In un sistema comunicativo in cui, come nel caso considerato, mancano dei meccanismi di feedback, l’errore può propagarsi a tempo indefinito, moltiplicandosi come un virus, crescendo come una brutta carie, fino a intaccare zone vitali.
La verità è che proprio la comunicazione è ciò che non può essere delegato, ma andrebbe padroneggiato da tutti i membri dell’organizzazione nei suoi principi fondamentali, incorporando i meccanismi di feedback che permettono di trasformare l’errore in informazione.
L’ingresso nei “giochi linguistici” è il contrassegno dei circuiti delimitati dalle nostre idee, dalle città, dai paesi, dalle professioni, dalle nostre scelte e appartenenze, dalle nostre identità. Non a caso l’apprendimento dei modi e dei linguaggi interni è il primo passo per entrare nella cultura di una certa professione o di una data azienda, secondo processi che sono stati studiati -si – in profondità, ma con un effetto collaterale: si è finito con il credere che essi siano rilevanti solo nelle prime fasi dell’inserimento lavorativo; invece, come consulenti-formatori, abbiamo esperienza continua di come siano propri questi problemi – caratterizzabili in termini di comunicazione – a creare perenni confitti, fraintendimenti (fino a qui tutto bene) e condurre infine non solo a errori nelle decisioni ma, in alcuni casi, persino al fallimento dei nessi e dei legami umani che sostanziano la realtà organizzativa, minacciandone la stessa esistenza.
Le organizzazioni dovrebbero dedicare più tempo e risorse a questi aspetti?
Tutti dicono di sì, ma – come sempre – non sono completamente d’accordo.
La domanda di aiuto da parte delle organizzazioni è sempre più “esterna” e de-responsabilizzata. Per me, che non ho mai smesso di essere uno psicoterapeuta oltre che un consulente strategico, assomiglia alla famiglia che porta il bambino in cura senza assumersi le responsabilità connesse al processo terapeutico: come avviene in psicoterapia, nella maggioranza dei casi il problema non è il bambino, ma la famiglia, e senza lavorare su questa non si riesce a risolvere i problemi che il bambino manifesta.
I clinici dovrebbero essere abituati a non colludere con questa domanda e a riuscire a condurre dolcemente la famiglia al cambiamento.

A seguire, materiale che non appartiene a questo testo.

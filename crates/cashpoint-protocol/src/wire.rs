//! Incremental wire decoder and encoder for the cash unit serial link.
//!
//! A serial read can deliver a lone control byte, half a response frame,
//! or several frames back to back. [`WireCodec`] turns that stream into
//! discrete [`WireEvent`]s through a byte-position state machine, and
//! encodes outgoing command frames and control bytes.
//!
//! # Decoder State Machine
//!
//! ```text
//! ┌─────────┐ STX  ┌─────────┐ 0x00 ┌───────┐      ┌───────┐
//! │ Control │─────>│ Address │─────>│ LenHi │─────>│ LenLo │
//! └─────────┘      └─────────┘      └───────┘      └───────┘
//!   │   │                                              │
//!   │   │ ACK / NAK                          LEN bytes │
//!   │   ▼                                              ▼
//!   │  event                              ┌──────┐   ┌──────┐
//!   │                                     │ Bcc  │<──│ Body │
//!   └── any other byte: Corrupt event     └──────┘   └──────┘
//! ```
//!
//! Every position is strict: a byte that deviates from what the protocol
//! requires at that position produces a [`WireEvent::Corrupt`] and resets
//! the machine to `Control`. The decoder never resynchronizes silently
//! mid-frame — the transport layer decides whether a corruption is
//! retryable (checksum) or terminal (framing).
//!
//! # Checksum Handling
//!
//! The running XOR is accumulated from STX onward; when the BCC byte
//! arrives it is compared against the accumulator. A mismatch surfaces as
//! [`CorruptKind::Checksum`] so the transport can answer `NAK` and await
//! retransmission instead of failing the call outright.

use crate::frame::{Frame, ResponseFrame};
use bytes::{Buf, BufMut, BytesMut};
use cashpoint_core::constants::*;
use cashpoint_core::{Error, Result};
use tokio_util::codec::{Decoder, Encoder};

/// One decoded unit from the device byte stream.
#[derive(Debug)]
pub enum WireEvent {
    /// Positive acknowledgement control byte.
    Ack,

    /// Negative acknowledgement control byte.
    Nak,

    /// A complete, checksum-verified response frame.
    Response(ResponseFrame),

    /// A corrupted or protocol-violating byte sequence.
    Corrupt(CorruptKind),
}

/// How a received sequence was corrupt, split by recovery strategy.
#[derive(Debug)]
pub enum CorruptKind {
    /// Header/terminator/body violation; terminal for the pending call.
    Framing(Error),

    /// BCC mismatch on an otherwise well-formed frame; recoverable with a
    /// `NAK`/retransmit cycle.
    Checksum { expected: u8, actual: u8 },
}

/// Bytes the transport writes to the device.
#[derive(Debug)]
pub enum Outgoing {
    /// A framed command.
    Command(Frame),

    /// A bare control byte (`ACK` or `NAK`).
    Control(u8),
}

#[derive(Debug)]
enum DecoderState {
    /// Expecting a control byte or the STX of a response frame.
    Control,

    /// Expecting the address byte (always [`RESPONSE_ADDR`]).
    Address,

    /// Expecting the high byte of the length field.
    LenHi,

    /// Expecting the low byte of the length field.
    LenLo { hi: u8 },

    /// Accumulating `len` body bytes (CMD through ETX).
    Body { len: usize, body: BytesMut },

    /// Expecting the checksum byte.
    Bcc { body: BytesMut },
}

/// Tokio codec for the cash unit wire protocol.
///
/// Decoder item is [`WireEvent`]; encoder input is [`Outgoing`]. State
/// carries across `decode` calls so partial frames are handled naturally.
#[derive(Debug)]
pub struct WireCodec {
    state: DecoderState,

    /// Running XOR from STX through the last byte consumed.
    acc: u8,
}

impl WireCodec {
    /// Create a codec in the initial state.
    #[must_use]
    pub fn new() -> Self {
        Self {
            state: DecoderState::Control,
            acc: 0,
        }
    }

    /// Drop any partially decoded frame and return to the initial state.
    ///
    /// The transport calls this after a failed exchange so a half-frame
    /// from a timed-out call cannot leak into the next one.
    pub fn reset(&mut self) {
        self.state = DecoderState::Control;
        self.acc = 0;
    }

    fn corrupt(&mut self, kind: CorruptKind) -> WireEvent {
        self.reset();
        WireEvent::Corrupt(kind)
    }
}

impl Default for WireCodec {
    fn default() -> Self {
        Self::new()
    }
}

impl Decoder for WireCodec {
    type Item = WireEvent;
    type Error = Error;

    fn decode(&mut self, src: &mut BytesMut) -> Result<Option<WireEvent>> {
        while src.has_remaining() {
            let byte = src.get_u8();

            match &mut self.state {
                DecoderState::Control => match byte {
                    ACK => return Ok(Some(WireEvent::Ack)),
                    NAK => return Ok(Some(WireEvent::Nak)),
                    STX => {
                        self.acc = STX;
                        self.state = DecoderState::Address;
                    }
                    other => {
                        return Ok(Some(self.corrupt(CorruptKind::Framing(
                            Error::UnexpectedByte {
                                position: "STX",
                                expected: STX,
                                found: other,
                            },
                        ))));
                    }
                },

                DecoderState::Address => {
                    self.acc ^= byte;
                    if byte == RESPONSE_ADDR {
                        self.state = DecoderState::LenHi;
                    } else {
                        return Ok(Some(self.corrupt(CorruptKind::Framing(
                            Error::UnexpectedByte {
                                position: "ADDR",
                                expected: RESPONSE_ADDR,
                                found: byte,
                            },
                        ))));
                    }
                }

                DecoderState::LenHi => {
                    self.acc ^= byte;
                    self.state = DecoderState::LenLo { hi: byte };
                }

                DecoderState::LenLo { hi } => {
                    let len = usize::from(u16::from_be_bytes([*hi, byte]));
                    self.acc ^= byte;
                    if (MIN_LEN_FIELD..=MAX_LEN_FIELD).contains(&len) {
                        self.state = DecoderState::Body {
                            len,
                            body: BytesMut::with_capacity(len),
                        };
                    } else {
                        return Ok(Some(self.corrupt(CorruptKind::Framing(
                            Error::InvalidLength {
                                len,
                                min: MIN_LEN_FIELD,
                                max: MAX_LEN_FIELD,
                            },
                        ))));
                    }
                }

                DecoderState::Body { len, body } => {
                    self.acc ^= byte;
                    body.put_u8(byte);
                    if body.len() == *len {
                        if byte != ETX {
                            return Ok(Some(self.corrupt(CorruptKind::Framing(
                                Error::MissingEtx { found: byte },
                            ))));
                        }
                        let body = std::mem::take(body);
                        self.state = DecoderState::Bcc { body };
                    }
                }

                DecoderState::Bcc { body } => {
                    let expected = self.acc;
                    if byte != expected {
                        return Ok(Some(self.corrupt(CorruptKind::Checksum {
                            expected,
                            actual: byte,
                        })));
                    }
                    // Strip the ETX terminator; from_body wants CMD..data.
                    let body = std::mem::take(body);
                    let event = match ResponseFrame::from_body(
                        RESPONSE_ADDR,
                        &body[..body.len() - 1],
                    ) {
                        Ok(response) => {
                            self.reset();
                            WireEvent::Response(response)
                        }
                        Err(e) => self.corrupt(CorruptKind::Framing(e)),
                    };
                    return Ok(Some(event));
                }
            }
        }

        Ok(None)
    }
}

impl Encoder<Outgoing> for WireCodec {
    type Error = Error;

    fn encode(&mut self, item: Outgoing, dst: &mut BytesMut) -> Result<()> {
        match item {
            Outgoing::Command(frame) => dst.extend_from_slice(&frame.encode()),
            Outgoing::Control(byte) => dst.put_u8(byte),
        }
        Ok(())
    }
}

Mi sembra che questa consapevolezza – che già in campo clinico è ancora insufficiente – scarseggi anche nel campo della consulenza e della formazione aziendale, così come scarseggia la formazione di qualità sulla comunicazione.
Assistiamo pertanto ad un quadro anche peggiore: si investono soldi e tempo in consulenza-formazione ma non si lavora su ciò su cui si dovrebbe lavorare. Così, alla fine, nulla cambia, anzi: plus ça change, plus c’est la même chose.
Così, sempre più spesso, vediamo organizzazioni che crescono senza implementare quei processi necessari per salvaguardarle dagli errori nei quali – presto o tardi, ma certamente – incapperanno.
Ed a pensarci bene, siamo proprio sicuri che queste riflessioni valgano solo per il mondo delle organizzazioni? »
Questo articolo è basato su un’opera in preparazione di Francesco Zurlo.